It’s too bad the sun spoiled what could have been a day of redemption for Joey Logano.
The poor kid had been twisting in the wind for months, waiting like everyone else to see where Carl Edwards will drive next season. Among Edwards’ options was Joe Gibbs Racing, in the very seat Logano has occupied since 2009.
Nobody, team and driver included, believes Logano has delivered on the expectations that awaited him when the wide-eyed 18-year-old entered NASCAR’s top level. With just one victory through 96 races Sprint Cup Series, it’s easy to understand why JGR would make a run at Edwards.
But chasing Edwards had to make life difficult for Logano, who on the track tried his best to focus on saving his season, if not his job.

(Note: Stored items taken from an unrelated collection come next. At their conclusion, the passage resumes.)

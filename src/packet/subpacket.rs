use byteorder::{BigEndian, ByteOrder};
use chrono::{DateTime, Utc};
use log::debug;
use num_traits::FromPrimitive;

use crate::crypto::hash::HashAlgorithm;
use crate::errors::Result;
use crate::packet::events::{Disposition, Event, Sink};
use crate::packet::parse::Parser;
use crate::packet::reader::Source;
use crate::packet::signature::SigScratch;
use crate::types::{
    CompressionAlgorithm, PublicKeyAlgorithm, RevocationCode, SubpacketType,
    SymmetricKeyAlgorithm,
};
use crate::util::dt_from_timestamp;

/// A parsed signature subpacket.
/// Ref: https://tools.ietf.org/html/rfc4880.html#section-5.2.3.1
#[derive(Debug, PartialEq, Eq, Clone)]
pub enum Subpacket {
    /// The time the signature was made.
    SignatureCreationTime(DateTime<Utc>),
    /// The time the signature will expire.
    SignatureExpirationTime(DateTime<Utc>),
    /// When the key is going to expire.
    KeyExpirationTime(DateTime<Utc>),
    Issuer([u8; 8]),
    /// Symmetric algorithms the key holder prefers to use.
    PreferredSymmetricAlgorithms(Vec<SymmetricKeyAlgorithm>),
    /// Hash algorithms the key holder prefers to use.
    PreferredHashAlgorithms(Vec<HashAlgorithm>),
    /// Compression algorithms the key holder prefers to use.
    PreferredCompressionAlgorithms(Vec<CompressionAlgorithm>),
    KeyServerPreferences(Vec<u8>),
    KeyFlags(Vec<u8>),
    Features(Vec<u8>),
    RevocationReason(RevocationCode, Vec<u8>),
    IsPrimary(bool),
    Revocable(bool),
    ExportableCertification(bool),
    PreferredKeyServer(String),
    Notation { name: String, value: String },
    RevocationKey {
        class: u8,
        algorithm: PublicKeyAlgorithm,
        fingerprint: [u8; 20],
    },
    SignersUserId(String),
    PolicyUri(String),
    TrustSignature { level: u8, amount: u8 },
    RegularExpression(String),
}
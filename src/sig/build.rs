use byteorder::{BigEndian, ByteOrder};
use rand::{CryptoRng, Rng};

use crate::crypto::hash::{HashAlgorithm, Hasher};
use crate::crypto::{dsa, rsa, DsaSecretKey, RsaSecretKey};
use crate::errors::Result;
use crate::packet::{PublicKey, PublicParams, UserId};
use crate::sig::{hash_key, hash_user_id};
use crate::types::{PublicKeyAlgorithm, SignatureType, SignatureVersion, SubpacketType, Tag};
use crate::util::{write_be_u32, write_packet_header, write_packet_length};

/// Builds a v4 certification signature packet.
///
/// Subpacket sets are length-prefixed, so the body is staged in memory with
/// placeholder counts that are backfilled once each set is complete. The
/// digest runs alongside: it is seeded with the key and user id preambles at
/// construction, and finalized over the staged body up to the unhashed
/// count, plus the trailer, when signing.
pub struct SignatureBuilder {
    typ: SignatureType,
    key_algorithm: PublicKeyAlgorithm,
    hash_algorithm: HashAlgorithm,
    hasher: Hasher,
    buf: Vec<u8>,
    hashed_count_offset: usize,
    unhashed_count_offset: Option<usize>,
}

impl SignatureBuilder {
    /// Start a certification signature binding `id` to `key`. Subpacket
    /// writers called before [`end_hashed_subpackets`](Self::end_hashed_subpackets)
    /// land in the hashed set, later ones in the unhashed set.
    pub fn certification(
        key: &PublicKey,
        id: &UserId,
        typ: SignatureType,
        hash_algorithm: HashAlgorithm,
    ) -> Self {
        let mut hasher = hash_algorithm.new_hasher();
        hash_key(&mut hasher, key);
        hash_user_id(&mut hasher, SignatureVersion::V4, id);

        SignatureBuilder::new(key, typ, hash_algorithm, hasher)
    }

    /// Start a subkey binding signature over `key` and `subkey`.
    pub fn subkey_binding(
        key: &PublicKey,
        subkey: &PublicKey,
        hash_algorithm: HashAlgorithm,
    ) -> Self {
        let mut hasher = hash_algorithm.new_hasher();
        hash_key(&mut hasher, key);
        hash_key(&mut hasher, subkey);

        SignatureBuilder::new(key, SignatureType::SubkeyBinding, hash_algorithm, hasher)
    }

    fn new(
        key: &PublicKey,
        typ: SignatureType,
        hash_algorithm: HashAlgorithm,
        hasher: Hasher,
    ) -> Self {
        let mut buf = Vec::with_capacity(100);
        buf.push(SignatureVersion::V4 as u8);
        buf.push(typ as u8);
        buf.push(key.algorithm as u8);
        buf.push(hash_algorithm as u8);

        // hashed subpacket count, backfilled
        let hashed_count_offset = buf.len();
        buf.extend_from_slice(&[0, 0]);

        SignatureBuilder {
            typ,
            key_algorithm: key.algorithm,
            hash_algorithm,
            hasher,
            buf,
            hashed_count_offset,
            unhashed_count_offset: None,
        }
    }

    pub fn typ(&self) -> SignatureType {
        self.typ
    }

    fn write_subpacket_header(&mut self, body_len: usize, typ: SubpacketType) {
        write_packet_length(&mut self.buf, body_len + 1);
        self.buf.push(typ as u8);
    }

    /// Ref: https://tools.ietf.org/html/rfc4880.html#section-5.2.3.4
    pub fn add_creation_time(&mut self, when: u32) {
        self.write_subpacket_header(4, SubpacketType::SignatureCreationTime);
        write_be_u32(&mut self.buf, when);
    }

    /// Ref: https://tools.ietf.org/html/rfc4880.html#section-5.2.3.5
    pub fn add_issuer_key_id(&mut self, key_id: [u8; 8]) {
        self.write_subpacket_header(8, SubpacketType::Issuer);
        self.buf.extend_from_slice(&key_id);
    }

    /// Ref: https://tools.ietf.org/html/rfc4880.html#section-5.2.3.19
    pub fn add_primary_user_id(&mut self, primary: bool) {
        self.write_subpacket_header(1, SubpacketType::PrimaryUserId);
        self.buf.push(primary as u8);
    }

    /// Close the hashed subpacket set: backfill its count and open the
    /// unhashed set.
    pub fn end_hashed_subpackets(&mut self) {
        let count = self.buf.len() - self.hashed_count_offset - 2;
        BigEndian::write_u16(
            &mut self.buf[self.hashed_count_offset..self.hashed_count_offset + 2],
            count as u16,
        );

        let offset = self.buf.len();
        self.buf.extend_from_slice(&[0, 0]);
        self.unhashed_count_offset = Some(offset);
    }

    /// Backfill the unhashed count and finalize the digest: the body up to
    /// the unhashed count, then the `04 FF <length>` trailer. Returns the
    /// digest and the completed body, ready for the signature material.
    fn finalize(mut self) -> Result<(Vec<u8>, Vec<u8>)> {
        let offset = self
            .unhashed_count_offset
            .ok_or_else(|| format_err!("hashed subpacket set was not closed"))?;

        let count = self.buf.len() - offset - 2;
        BigEndian::write_u16(&mut self.buf[offset..offset + 2], count as u16);

        self.hasher.update(&self.buf[..offset]);
        self.hasher.update(&[SignatureVersion::V4 as u8, 0xff]);
        let mut len = Vec::with_capacity(4);
        write_be_u32(&mut len, offset as u32);
        self.hasher.update(&len);

        Ok((self.hasher.finish(), self.buf))
    }

    /// Sign with an RSA secret key and return the complete signature packet.
    pub fn sign_rsa(self, secret: &RsaSecretKey) -> Result<Vec<u8>> {
        ensure!(
            matches!(
                self.key_algorithm,
                PublicKeyAlgorithm::RSA
                    | PublicKeyAlgorithm::RSAEncrypt
                    | PublicKeyAlgorithm::RSASign
            ),
            "RSA signature on a {:?} key",
            self.key_algorithm
        );

        let hash_algorithm = self.hash_algorithm;
        let (digest, mut body) = self.finalize()?;

        body.extend_from_slice(&digest[..2]);
        let sig = rsa::sign_rsa(secret, hash_algorithm, &digest)?;
        body.extend_from_slice(&sig.to_vec());

        Ok(frame_packet(body))
    }

    /// Sign with a DSA secret key; the domain parameters come from the
    /// signer's public key.
    pub fn sign_dsa<R: Rng + CryptoRng>(
        self,
        rng: &mut R,
        signer: &PublicKey,
        secret: &DsaSecretKey,
    ) -> Result<Vec<u8>> {
        let (p, q, g) = match &signer.params {
            PublicParams::Dsa { p, q, g, .. } => (p, q, g),
            _ => bail!("DSA signature on a {:?} key", signer.algorithm),
        };

        let hash_algorithm = self.hash_algorithm;
        let (digest, mut body) = self.finalize()?;

        body.extend_from_slice(&digest[..2]);
        let (r, s) = dsa::sign_dsa(rng, p, q, g, secret, &digest)?;
        body.extend_from_slice(&r.to_vec());
        body.extend_from_slice(&s.to_vec());

        Ok(frame_packet(body))
    }
}

fn frame_packet(body: Vec<u8>) -> Vec<u8> {
    let mut packet = Vec::with_capacity(body.len() + 6);
    write_packet_header(&mut packet, Tag::Signature as u8, body.len());
    packet.extend_from_slice(&body);
    packet
}

#[cfg(test)]
mod tests {
    use super::*;
    use crate::types::{KeyVersion, Mpi};

    fn dummy_key() -> PublicKey {
        PublicKey {
            version: KeyVersion::V4,
            created_at: 7,
            expiration: None,
            algorithm: PublicKeyAlgorithm::RSA,
            params: PublicParams::Rsa {
                n: Mpi::from_parts(15, vec![0x60, 0x01], false).unwrap(),
                e: Mpi::from_parts(5, vec![0x11], false).unwrap(),
            },
        }
    }

    #[test]
    fn test_subpacket_counts_are_backfilled() {
        let key = dummy_key();
        let mut builder = SignatureBuilder::certification(
            &key,
            &UserId::from("Alice"),
            SignatureType::CertGeneric,
            HashAlgorithm::SHA1,
        );

        builder.add_creation_time(1);
        builder.end_hashed_subpackets();
        builder.add_issuer_key_id([1, 2, 3, 4, 5, 6, 7, 8]);

        let (digest, body) = builder.finalize().unwrap();
        assert_eq!(digest.len(), 20);

        // header
        assert_eq!(&body[..4], &[0x04, 0x10, 0x01, 0x02]);
        // hashed set: one creation time subpacket, 6 bytes
        assert_eq!(&body[4..6], &[0x00, 0x06]);
        assert_eq!(&body[6..12], &[0x05, 0x02, 0x00, 0x00, 0x00, 0x01]);
        // unhashed set: one issuer subpacket, 10 bytes
        assert_eq!(&body[12..14], &[0x00, 0x0a]);
        assert_eq!(&body[14..16], &[0x09, 0x10]);
        assert_eq!(&body[16..24], &[1, 2, 3, 4, 5, 6, 7, 8]);
        assert_eq!(body.len(), 24);
    }

    #[test]
    fn test_signing_requires_closing_the_hashed_set() {
        let key = dummy_key();
        let builder = SignatureBuilder::certification(
            &key,
            &UserId::from("Alice"),
            SignatureType::CertGeneric,
            HashAlgorithm::SHA1,
        );

        assert!(builder.finalize().is_err());
    }
}
mod events;
mod key;
mod parse;
mod reader;
mod region;
mod signature;
mod subpacket;
mod user_id;

pub use self::events::{Disposition, Event, PacketHeader, ParseOptions, RawPacket, Sink};
pub use self::key::{PublicKey, PublicParams};
pub use self::parse::parse;
pub use self::reader::{Accumulator, IoSource, ReadOutcome, SliceSource, Source};
pub use self::region::{Region, RegionStack};
pub use self::signature::{HashedRange, Signature, SignatureMaterial};
pub use self::subpacket::Subpacket;
pub use self::user_id::UserId;
use crate::packet::key::PublicKey;
use crate::packet::signature::Signature;
use crate::packet::subpacket::Subpacket;
use crate::packet::user_id::UserId;
use crate::types::LengthType;

/// How a signature subpacket type is delivered to the sink.
///
/// Exactly one disposition is active per type: `Raw` hands over the
/// undecoded body, `Parsed` runs the per-type decoder, `Ignore` skips the
/// body unless the subpacket is marked critical, which is a format error.
#[derive(Debug, PartialEq, Eq, Clone, Copy)]
pub enum Disposition {
    Raw,
    Parsed,
    Ignore,
}

/// Per-parse configuration.
#[derive(Debug, Clone)]
pub struct ParseOptions {
    pub(crate) accumulate: bool,
    dispositions: [Disposition; 256],
}

impl Default for ParseOptions {
    fn default() -> Self {
        ParseOptions {
            accumulate: false,
            dispositions: [Disposition::Ignore; 256],
        }
    }
}

impl ParseOptions {
    pub fn new() -> Self {
        ParseOptions::default()
    }

    /// Mirror all consumed bytes into the `PacketEnd` event. Required when
    /// signatures parsed from this stream are to be verified later.
    pub fn accumulate(mut self, accumulate: bool) -> Self {
        self.accumulate = accumulate;
        self
    }

    /// Set the disposition for a single subpacket type.
    pub fn subpacket(mut self, typ: u8, disposition: Disposition) -> Self {
        self.dispositions[typ as usize] = disposition;
        self
    }

    /// Set the disposition for every subpacket type.
    pub fn all_subpackets(mut self, disposition: Disposition) -> Self {
        self.dispositions = [disposition; 256];
        self
    }

    pub(crate) fn disposition(&self, typ: u8) -> Disposition {
        self.dispositions[typ as usize]
    }
}

/// The decoded packet tag and length framing of one packet.
#[derive(Debug, PartialEq, Eq, Clone)]
pub struct PacketHeader {
    pub new_format: bool,
    pub tag: u8,
    pub length_type: LengthType,
    /// `None` for old format indeterminate length packets.
    pub length: Option<u32>,
}

/// The raw bytes of a completely parsed packet, header included.
#[derive(Debug, PartialEq, Eq, Clone)]
pub struct RawPacket {
    pub raw: Vec<u8>,
}

/// A parse event, emitted in stream order. Subpacket events for a signature
/// arrive before the enclosing signature event, mirroring the byte order.
#[derive(Debug, PartialEq, Eq, Clone)]
pub enum Event {
    Header(PacketHeader),
    PublicKey(PublicKey),
    PublicSubkey(PublicKey),
    UserId(UserId),
    Signature(Signature),
    Subpacket { critical: bool, content: Subpacket },
    RawSubpacket { typ: u8, critical: bool, body: Vec<u8> },
    PacketEnd(RawPacket),
    Error { message: String },
}

/// Receives parse events. Events are moved into the sink, which may keep
/// them or drop them as it pleases. Any `FnMut(Event)` closure is a sink.
pub trait Sink {
    fn consume(&mut self, event: Event);
}

impl<F: FnMut(Event)> Sink for F {
    fn consume(&mut self, event: Event) {
        self(event)
    }
}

First came his pole-winning run at Sonoma, a small victory considering how much Logano has struggled on road courses. Then he stood up for himself, something Logano had not done much of, in an on-track scuffle with Robby Gordon, and finished a career-best sixth.
Logano won the Nationwide Series race at Daytona the next week and finished third the next night in the Cup race. He had another top-five two weeks later at New Hampshire, had a spectacular save that impressed most everyone at Indianapolis and had climbed from 29th in points early in the season to 19th at the start of last week.
“I don’t know if everyone’s realized how good we’ve been doing,” Logano said. “We’ve been building a lot of momentum.”
So it was of great relief to Logano when Edwards last week decided to stay with Roush Fenway Racing. It presumably buys Logano some job security at JGR, which for years has been unable to land a fourth major sponsor to expand beyond its current three driver lineup. After such an energy-sapping pursuit of Edwards, it seems unlikely the team will now shift its focus to signing someone else to replace Logano.
He’s safe, for now, and nearly responded with a season-saving victory Sunday at Pocono Raceway.
Logano won the pole, third of his career but second in six weeks, and led 44 laps before the rain came. He had his No. 20 Toyota out front when the sky opened up, and had racing never resumed, Logano would have been declared the winner.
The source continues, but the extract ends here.